About this task: From the entries below, copy every line where the string "iterations" appears.

Record extracts:
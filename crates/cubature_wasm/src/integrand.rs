//! Adapts a JavaScript function into a `cubature_core` integrand.

use anyhow::{anyhow, bail, Result};
use cubature_core::Integrand;
use js_sys::{Array, Float64Array, Function};
use wasm_bindgen::{JsCast, JsValue};

/// A JS callable invoked as `f(x, ...args)`, or `f(points, npts, ...args)` when vectorized.
///
/// `x` and `points` are `Float64Array`s; the function returns a number or an
/// array-like of `fdim` (respectively `npts * fdim`) numbers.
pub struct JsIntegrand {
    func: Function,
    args: Array,
    ndim: usize,
    fdim: usize,
    vectorized: bool,
}

impl JsIntegrand {
    /// `args` may be `undefined`/`null` (no extra arguments) or any iterable.
    pub fn new(func: Function, args: &JsValue, ndim: usize, fdim: usize, vectorized: bool) -> Self {
        let args = if args.is_undefined() || args.is_null() {
            Array::new()
        } else {
            Array::from(args)
        };
        Self {
            func,
            args,
            ndim,
            fdim,
            vectorized,
        }
    }

    fn call(&self, leading: &[JsValue]) -> Result<JsValue> {
        let call_args = Array::new();
        for value in leading {
            call_args.push(value);
        }
        for value in self.args.iter() {
            call_args.push(&value);
        }
        self.func
            .apply(&JsValue::NULL, &call_args)
            .map_err(|err| anyhow!("integrand threw: {}", describe_js_error(&err)))
    }
}

impl Integrand for JsIntegrand {
    fn ndim(&self) -> usize {
        self.ndim
    }

    fn fdim(&self) -> usize {
        self.fdim
    }

    fn eval_batch(&self, points: &[f64], out: &mut [f64]) -> Result<()> {
        if self.vectorized {
            let npts = points.len() / self.ndim;
            let value = self.call(&[
                Float64Array::from(points).into(),
                JsValue::from_f64(npts as f64),
            ])?;
            return copy_values(&value, out);
        }

        for (x, row) in points
            .chunks_exact(self.ndim)
            .zip(out.chunks_exact_mut(self.fdim))
        {
            let value = self.call(&[Float64Array::from(x).into()])?;
            copy_values(&value, row)?;
        }
        Ok(())
    }
}

/// Writes a returned number or array-like into `out`, checking its length.
fn copy_values(value: &JsValue, out: &mut [f64]) -> Result<()> {
    if let Some(number) = value.as_f64() {
        check_count(1, out.len())?;
        out[0] = number;
        return Ok(());
    }
    if !value.is_object() {
        bail!("integrand must return a number or an array of numbers");
    }
    let values = Float64Array::new(value);
    check_count(values.length() as usize, out.len())?;
    values.copy_to(out);
    Ok(())
}

fn check_count(returned: usize, expected: usize) -> Result<()> {
    if returned != expected {
        bail!("integrand returned {} values, expected {}", returned, expected);
    }
    Ok(())
}

fn describe_js_error(err: &JsValue) -> String {
    if let Some(error) = err.dyn_ref::<js_sys::Error>() {
        return String::from(error.message());
    }
    err.as_string().unwrap_or_else(|| format!("{:?}", err))
}

#[cfg(test)]
mod tests {
    use super::*;

    #[test]
    fn count_mismatch_names_both_sizes() {
        assert!(check_count(3, 3).is_ok());
        let message = check_count(2, 3).expect_err("mismatch").to_string();
        assert!(message.contains("returned 2 values, expected 3"));
    }
}
//! p-adaptive driver: raises the Clenshaw-Curtis level of one axis at a time
//! on the single root region.
//!
//! Each step refines the axis whose error (the rule against its embedded
//! lower rule in that axis) is largest. Integrand values are cached by node
//! key, so nodes shared with coarser grids are never evaluated twice.

use std::collections::HashMap;

use nalgebra::DVector;
use tracing::{debug, trace};

use crate::error::CubatureError;
use crate::region::validate_domain;
use crate::rules::clenshaw_curtis::{LevelRule, LevelRules};
use crate::traits::Integrand;
use crate::types::{CubatureProgress, CubatureResult, CubatureSettings, Termination};

/// Largest tensor grid the driver will evaluate.
pub const MAX_GRID_POINTS: usize = 1 << 20;

pub struct PAdaptive<I: Integrand> {
    integrand: I,
    settings: CubatureSettings,
    center: Vec<f64>,
    half: Vec<f64>,
    rules: LevelRules,
    levels: Vec<usize>,
    /// Node key tuple to row of `values`.
    cache: HashMap<Vec<u32>, usize>,
    values: Vec<f64>,
    estimate: DVector<f64>,
    error: DVector<f64>,
    /// Norm-combined error of each axis, the refinement priority.
    axis_keys: Vec<f64>,
    evals: usize,
    iterations: usize,
    status: Option<Termination>,
}

impl<I: Integrand> PAdaptive<I> {
    /// Validates the problem and evaluates the level-0 grid.
    pub fn new(
        integrand: I,
        lower: &[f64],
        upper: &[f64],
        settings: CubatureSettings,
    ) -> Result<Self, CubatureError> {
        settings.validate()?;
        validate_domain(&integrand, lower, upper)?;

        let ndim = integrand.ndim();
        let fdim = integrand.fdim();
        let level0 = (0..ndim).try_fold(1usize, |n, _| n.checked_mul(nodes_at_level(0)));
        if level0.map_or(true, |n| n > MAX_GRID_POINTS) {
            return Err(CubatureError::GridTooLarge {
                ndim,
                limit: MAX_GRID_POINTS,
            });
        }
        let mut rules = LevelRules::new();
        rules.ensure(0);

        let mut driver = Self {
            center: lower
                .iter()
                .zip(upper)
                .map(|(lo, hi)| 0.5 * lo + 0.5 * hi)
                .collect(),
            half: lower.iter().zip(upper).map(|(lo, hi)| 0.5 * (hi - lo)).collect(),
            integrand,
            settings,
            rules,
            levels: vec![0; ndim],
            cache: HashMap::new(),
            values: Vec::new(),
            estimate: DVector::zeros(fdim),
            error: DVector::zeros(fdim),
            axis_keys: vec![0.0; ndim],
            evals: 0,
            iterations: 0,
            status: None,
        };
        driver.evaluate_grid()?;

        debug!(
            ndim,
            fdim,
            evals = driver.evals,
            max_evals = settings.max_evals,
            "p-adaptive integration started"
        );
        Ok(driver)
    }

    pub fn settings(&self) -> &CubatureSettings {
        &self.settings
    }

    /// Current rule level of each axis.
    pub fn levels(&self) -> &[usize] {
        &self.levels
    }

    pub fn is_done(&self) -> bool {
        self.status.is_some()
    }

    /// Raises the level of the worst axis. Returns `Ok(false)` once terminated.
    ///
    /// An integrand failure leaves the levels and estimates as they were.
    pub fn step(&mut self) -> Result<bool, CubatureError> {
        if self.status.is_some() {
            return Ok(false);
        }
        if let Some(status) = self.check_termination() {
            self.terminate(status);
            return Ok(false);
        }

        let axis = self.worst_axis();
        let previous = self.levels[axis];
        let next = previous + 1;
        if !self.rules.ensure(next) || self.grid_size_with(axis, next) > MAX_GRID_POINTS {
            trace!(axis, level = next, "rule level cannot be raised");
            self.terminate(Termination::RegionLimit);
            return Ok(false);
        }

        self.levels[axis] = next;
        if let Err(err) = self.evaluate_grid() {
            self.levels[axis] = previous;
            return Err(err);
        }
        trace!(axis, level = next, evals = self.evals, "raised rule level");

        self.iterations += 1;
        Ok(true)
    }

    pub fn run_steps(&mut self, max_steps: usize) -> Result<CubatureProgress, CubatureError> {
        for _ in 0..max_steps {
            if !self.step()? {
                break;
            }
        }
        Ok(self.progress())
    }

    pub fn run(&mut self) -> Result<(), CubatureError> {
        while self.step()? {}
        Ok(())
    }

    pub fn progress(&self) -> CubatureProgress {
        CubatureProgress {
            done: self.is_done(),
            status: self.status,
            estimate: self.estimate.iter().copied().collect(),
            error: self.error.iter().copied().collect(),
            evals_used: self.evals,
            max_evals: self.settings.max_evals,
            regions: 1,
            iterations: self.iterations,
        }
    }

    pub fn result(&self) -> CubatureResult {
        let status = self
            .status
            .or_else(|| self.check_termination())
            .unwrap_or(Termination::Stopped);
        CubatureResult {
            estimate: self.estimate.iter().copied().collect(),
            error: self.error.iter().copied().collect(),
            converged: status == Termination::Converged,
            evals_used: self.evals,
            status,
            regions: 1,
            iterations: self.iterations,
        }
    }

    pub fn finish(mut self) -> CubatureResult {
        if self.status.is_none() {
            let status = self.check_termination().unwrap_or(Termination::Stopped);
            self.terminate(status);
        }
        self.result()
    }

    fn check_termination(&self) -> Option<Termination> {
        let settings = &self.settings;
        let finite = self
            .estimate
            .iter()
            .chain(self.error.iter())
            .all(|v| v.is_finite());
        if !finite {
            return Some(Termination::NumericalDegeneracy);
        }
        if settings.norm.converged(
            self.estimate.as_slice(),
            self.error.as_slice(),
            settings.abs_tol,
            settings.rel_tol,
        ) {
            return Some(Termination::Converged);
        }
        if settings.max_evals > 0 && self.evals >= settings.max_evals {
            return Some(Termination::MaxEvals);
        }
        None
    }

    fn terminate(&mut self, status: Termination) {
        self.status = Some(status);
        debug!(
            ?status,
            evals = self.evals,
            levels = ?self.levels,
            iterations = self.iterations,
            "p-adaptive integration finished"
        );
    }

    // First axis wins ties.
    fn worst_axis(&self) -> usize {
        let mut worst = 0;
        for (axis, &key) in self.axis_keys.iter().enumerate() {
            if key > self.axis_keys[worst] {
                worst = axis;
            }
        }
        worst
    }

    fn grid_size_with(&self, axis: usize, level: usize) -> usize {
        self.levels
            .iter()
            .enumerate()
            .map(|(i, &m)| nodes_at_level(if i == axis { level } else { m }))
            .product()
    }

    /// Evaluates the uncached nodes of the current grid in one batch, then
    /// recomputes the estimate and the per-axis errors.
    fn evaluate_grid(&mut self) -> Result<(), CubatureError> {
        let ndim = self.levels.len();
        let fdim = self.estimate.len();
        let rules: Vec<&LevelRule> = self.levels.iter().map(|&m| self.rules.level(m)).collect();
        let lens: Vec<usize> = rules.iter().map(|rule| rule.len()).collect();

        let mut index = vec![0usize; ndim];
        let mut key = vec![0u32; ndim];
        let mut missing: Vec<Vec<u32>> = Vec::new();
        let mut points: Vec<f64> = Vec::new();
        loop {
            for axis in 0..ndim {
                key[axis] = rules[axis].keys[index[axis]];
            }
            if !self.cache.contains_key(key.as_slice()) {
                missing.push(key.clone());
                for axis in 0..ndim {
                    points.push(self.center[axis] + self.half[axis] * rules[axis].nodes[index[axis]]);
                }
            }
            if !advance(&mut index, &lens) {
                break;
            }
        }

        if !missing.is_empty() {
            let mut values = vec![0.0; missing.len() * fdim];
            self.integrand
                .eval_batch(&points, &mut values)
                .map_err(CubatureError::Integrand)?;
            self.evals += missing.len();
            for (key, row) in missing.into_iter().zip(values.chunks_exact(fdim)) {
                self.cache.insert(key, self.values.len() / fdim);
                self.values.extend_from_slice(row);
            }
        }

        let mut estimate = DVector::zeros(fdim);
        let mut lowered = vec![DVector::<f64>::zeros(fdim); ndim];
        index.fill(0);
        loop {
            for axis in 0..ndim {
                key[axis] = rules[axis].keys[index[axis]];
            }
            let row = self.cache[key.as_slice()];
            let f = &self.values[row * fdim..(row + 1) * fdim];

            let weight: f64 = (0..ndim).map(|i| rules[i].weights[index[i]]).product();
            for (k, value) in f.iter().enumerate() {
                estimate[k] += weight * value;
            }
            for (j, sum) in lowered.iter_mut().enumerate() {
                let lowered_weight: f64 = (0..ndim)
                    .map(|i| {
                        if i == j {
                            rules[i].embedded[index[i]]
                        } else {
                            rules[i].weights[index[i]]
                        }
                    })
                    .product();
                if lowered_weight != 0.0 {
                    for (k, value) in f.iter().enumerate() {
                        sum[k] += lowered_weight * value;
                    }
                }
            }

            if !advance(&mut index, &lens) {
                break;
            }
        }

        let jacobian: f64 = self.half.iter().product();
        estimate *= jacobian;
        let mut error = DVector::zeros(fdim);
        for (axis, sum) in lowered.iter().enumerate() {
            let axis_error: Vec<f64> = estimate
                .iter()
                .zip(sum.iter())
                .map(|(value, lower)| (value - jacobian * lower).abs())
                .collect();
            for (k, e) in axis_error.iter().enumerate() {
                if *e > error[k] || e.is_nan() {
                    error[k] = *e;
                }
            }
            self.axis_keys[axis] = self.settings.norm.region_key(&axis_error);
        }

        self.estimate = estimate;
        self.error = error;
        Ok(())
    }
}

fn nodes_at_level(level: usize) -> usize {
    (2usize << level) + 1
}

/// Odometer increment over a tensor grid; `false` after the last index.
fn advance(index: &mut [usize], lens: &[usize]) -> bool {
    for (i, &len) in index.iter_mut().zip(lens) {
        *i += 1;
        if *i < len {
            return true;
        }
        *i = 0;
    }
    false
}
//! WASM bridge for `cubature_core`.
//!
//! `cubature` mirrors the Python binding: it takes a JS integrand, the
//! dimensions, the bounds, extra arguments and an option object, and
//! returns `{ value, error, converged, evalsUsed, status, regions, iterations }`.

use js_sys::Function;
use wasm_bindgen::prelude::*;

mod integrand;
mod integrands;
mod options;
mod runner;

pub use integrand::JsIntegrand;
pub use integrands::*;
pub use options::{CubatureOptions, CubatureOutput, ProgressOutput};
pub use runner::WasmCubatureRunner;

use runner::{build_runner, output_value};

/// Integrates `integrand` over `[xmin, xmax]` to completion.
///
/// `args` (array or `undefined`) is appended to every call; `options` may
/// set `adaptive` (`"h"` or `"p"`), `abserr`, `relerr`, `maxEval`, `norm`
/// and `vectorized`.
#[wasm_bindgen]
pub fn cubature(
    integrand: Function,
    ndim: u32,
    fdim: u32,
    xmin: Vec<f64>,
    xmax: Vec<f64>,
    args: JsValue,
    options: JsValue,
) -> Result<JsValue, JsValue> {
    console_error_panic_hook::set_once();

    let mut runner = build_runner(integrand, ndim, fdim, xmin, xmax, args, options)?;
    runner
        .run()
        .map_err(|e| JsValue::from_str(&format!("Cubature failed: {}", e)))?;
    output_value(&CubatureOutput::from(runner.finish()))
}

#[cfg(all(test, target_arch = "wasm32"))]
mod tests {
    use super::cubature;
    use js_sys::{Array, Function, Object, Reflect};
    use serde::Deserialize;
    use serde_wasm_bindgen::from_value;
    use wasm_bindgen::JsValue;
    use wasm_bindgen_test::wasm_bindgen_test;

    #[derive(Deserialize)]
    #[serde(rename_all = "camelCase")]
    struct Output {
        value: Vec<f64>,
        error: Vec<f64>,
        converged: bool,
        evals_used: usize,
    }

    fn options(pairs: &[(&str, JsValue)]) -> JsValue {
        let object = Object::new();
        for (key, value) in pairs {
            Reflect::set(&object, &JsValue::from_str(key), value).expect("set option");
        }
        object.into()
    }

    #[wasm_bindgen_test]
    fn genz_oscillatory_with_extra_arguments() {
        let func = Function::new_with_args(
            "x, a, u",
            "return Math.cos(2 * Math.PI * u + a[0] * x[0] + a[1] * x[1]);",
        );
        let a = Array::of2(&JsValue::from_f64(15.51), &JsValue::from_f64(2.0));
        let u = 2.0 * std::f64::consts::PI * 15.0 / 609.0;
        let args = Array::of2(&a, &JsValue::from_f64(u));

        let value = cubature(
            func,
            2,
            1,
            vec![0.0, 0.0],
            vec![3.0, 3.0],
            args.into(),
            options(&[("adaptive", JsValue::from_str("h"))]),
        )
        .expect("cubature");
        let output: Output = from_value(value).expect("output");
        let exact = cubature_core::integrands::genz_oscillatory_exact(3.0, &[15.51, 2.0], u);
        assert!(output.converged);
        assert!((output.value[0] - exact).abs() < 1e-6);
        assert!(output.error[0] <= 1e-8);
    }

    #[wasm_bindgen_test]
    fn vectorized_integrand_gets_whole_batch() {
        let func = Function::new_with_args(
            "points, npts",
            "const out = new Float64Array(npts);\
             for (let i = 0; i < npts; i++) { out[i] = points[2 * i] + points[2 * i + 1]; }\
             return out;",
        );
        let value = cubature(
            func,
            2,
            1,
            vec![0.0, 0.0],
            vec![1.0, 1.0],
            JsValue::UNDEFINED,
            options(&[("vectorized", JsValue::TRUE), ("adaptive", JsValue::from_str("p"))]),
        )
        .expect("cubature");
        let output: Output = from_value(value).expect("output");
        assert!(output.converged);
        assert!((output.value[0] - 1.0).abs() < 1e-14);
        assert_eq!(output.evals_used, 9);
    }

    #[wasm_bindgen_test]
    fn wrong_output_length_is_an_error() {
        let func = Function::new_with_args("x", "return [x[0], x[0]];");
        let err = cubature(
            func,
            1,
            1,
            vec![0.0],
            vec![1.0],
            JsValue::UNDEFINED,
            JsValue::UNDEFINED,
        )
        .expect_err("length mismatch");
        let message = err.as_string().unwrap_or_default();
        assert!(message.contains("returned 2 values, expected 1"));
    }

    #[wasm_bindgen_test]
    fn thrown_exception_is_reported() {
        let func = Function::new_with_args("x", "throw new Error('bad input');");
        let err = cubature(
            func,
            1,
            1,
            vec![0.0],
            vec![1.0],
            JsValue::UNDEFINED,
            JsValue::UNDEFINED,
        )
        .expect_err("exception");
        assert!(err.as_string().unwrap_or_default().contains("bad input"));
    }

    #[wasm_bindgen_test]
    fn unknown_strategy_is_rejected() {
        let func = Function::new_with_args("x", "return 1;");
        let err = cubature(
            func,
            1,
            1,
            vec![0.0],
            vec![1.0],
            JsValue::UNDEFINED,
            options(&[("adaptive", JsValue::from_str("x"))]),
        )
        .expect_err("unknown strategy");
        assert!(err.as_string().unwrap_or_default().contains("'x'"));
    }
}
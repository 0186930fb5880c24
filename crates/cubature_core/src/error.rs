//! Error types for cubature.
//!
//! Only problems that make an integration meaningless are errors. Running out of
//! budget or hitting a non-finite value ends the integration normally and is
//! reported through [`crate::types::Termination`].

use thiserror::Error;

#[derive(Debug, Error)]
pub enum CubatureError {
    /// The integrand has no inputs or no outputs.
    #[error("invalid dimensions: ndim = {ndim}, fdim = {fdim} (both must be positive)")]
    InvalidDimension { ndim: usize, fdim: usize },

    /// Bound vectors do not match the integrand dimension.
    #[error("bounds mismatch: expected {expected} coordinates, lower has {lower_len}, upper has {upper_len}")]
    BoundsMismatch {
        expected: usize,
        lower_len: usize,
        upper_len: usize,
    },

    /// A bound pair is reversed or not finite.
    #[error("invalid domain on axis {axis}: [{lower}, {upper}] must be finite with lower <= upper")]
    InvalidDomain { axis: usize, lower: f64, upper: f64 },

    /// Tolerances cannot produce a terminating integration.
    #[error("invalid tolerance: {message}")]
    InvalidTolerance { message: String },

    /// One rule application would need more integrand evaluations than the driver allows.
    #[error("dimension {ndim} needs more than {limit} evaluations per rule application")]
    GridTooLarge { ndim: usize, limit: usize },

    /// The integrand reported a failure; the integration was aborted.
    #[error("integrand evaluation failed: {0:#}")]
    Integrand(anyhow::Error),
}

Response area:
    iterations: usize,
            iterations: 0,
        self.iterations += 1;
            iterations: self.iterations,
            iterations: self.iterations,
            iterations = self.iterations,
//! returns `{ value, error, converged, evalsUsed, status, regions, iterations }`.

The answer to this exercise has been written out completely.